Quando para Roma voltou o horácio
Em cima dos escudos das tropas imunes
Ao ombro com a túnica
Do curiácio que matara
À cintura a espada-troféu, na mão a sua ensanguentada,
Vieram ao seu encontro pela porta Este
Com um passo rápido a sua irmã e atrás dela
O velho pai, lentamente
E o vencedor saltou dos escudos, por entre o júbilo do povo
Para receber o abraço da irmã.
Mas a irmã reconheceu a túnica ensanguentada
Trabalho de suas mãos, e gritou e desfez os cabelos.
E o horácio injuriou a irmã enlutada:
Porque é que gritas e desfazes os cabelos?
Roma venceu. Diante de ti está o vencedor.

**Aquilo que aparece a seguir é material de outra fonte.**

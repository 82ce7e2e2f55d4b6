use base64::{engine::general_purpose::URL_SAFE_NO_PAD, Engine};
use hmac::{Hmac, Mac};
use sha2::Sha256;
use chrono::{Utc, TimeZone};
use tracing::debug;
use shared_models::auth::{JwtClaims, User};

type HmacSha256 = Hmac<Sha256>;

pub fn validate_token(token: &str, jwt_secret: &str) -> Result<User, String> {
    if jwt_secret.is_empty() {
        return Err("JWT secret is not set".to_string());
    }

    let parts: Vec<&str> = token.split('.').collect();
    if parts.len() != 3 {
        return Err("Invalid token format".to_string());
    }

    let (header_b64, claims_b64, signature_b64) = (parts[0], parts[1], parts[2]);

    let signature = URL_SAFE_NO_PAD
        .decode(signature_b64)
        .map_err(|e| {
            debug!("Failed to decode signature: {}", e);
            "Invalid signature encoding".to_string()
        })?;

    let signing_input = format!("{}.{}", header_b64, claims_b64);

    let mut mac = HmacSha256::new_from_slice(jwt_secret.as_bytes())
        .map_err(|_| "Failed to create HMAC".to_string())?;
    mac.update(signing_input.as_bytes());

    if mac.verify_slice(&signature).is_err() {
        debug!("Token signature verification failed");
        return Err("Invalid token signature".to_string());
    }

    let claims_json = URL_SAFE_NO_PAD
        .decode(claims_b64)
        .ok()
        .and_then(|bytes| String::from_utf8(bytes).ok())
        .ok_or_else(|| "Invalid claims encoding".to_string())?;

    let claims: JwtClaims = serde_json::from_str(&claims_json).map_err(|e| {
        debug!("Failed to parse claims: {}", e);
        "Invalid claims format".to_string()
    })?;

    if let Some(exp) = claims.exp {
        let now = Utc::now().timestamp() as u64;
        if exp < now {
            debug!("Token expired at {} (now: {})", exp, now);
            return Err("Token expired".to_string());
        }
    }

    let created_at = claims.iat
        .and_then(|timestamp| Utc.timestamp_opt(timestamp as i64, 0).single());

    let user = User {
        id: claims.sub,
        email: claims.email,
        role: claims.role,
        metadata: claims.user_metadata,
        created_at,
    };

    debug!("Token validated successfully for user: {}", user.id);
    Ok(user)
}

E a irmã beijou a túnica ensanguentada e gritou:
Roma.
Devolve-me o que estava nestas vestes.
E o horácio, tendo no braço ainda o movimento da espada
Com que matara o curiácio
Por quem a irmã agora chorava
Enfiou a espada onde o sangue daquele que era chorado
Ainda não secara
No peito daquela que chorava
E o sangue jorrou sobre a terra. Ele disse:
Vai juntar-te àquele que amas mais do que a Roma.
E o mesmo a toda a romana
Que chorar o inimigo.
E ele mostrou a espada duplamente ensanguentada a todos os romanos
E o júbilo emudeceu. Apenas das últimas filas
Da multidão espectadora se ouviam ainda
Gritos e vivas. Aí ainda não era conhecida
A monstruosidade. Quando no silêncio do povo o pai
Se aproximou dos filhos
Já só tinha um filho. Ele disse:
Mataste a tua irmã.
E o horácio não escondeu a espada duplamente ensanguentada
E o pai do horácio
Olhou a espada duplamente ensanguentada e disse:
Venceste. Roma
Reina sobre Alba.
Ele chorou a filha, o rosto coberto
Estendeu sobre a sua ferida a túnica
Obra de suas mãos, ensanguentada pela mesma espada
E abraçou o vencedor.
Para o horácio então
Avançaram os lictores, romperam com o molho de varas e machado
O abraço, ao vencedor tiraram da
Cintura a espada-troféu e ao assassino da mão a sua duplamente ensanguentada.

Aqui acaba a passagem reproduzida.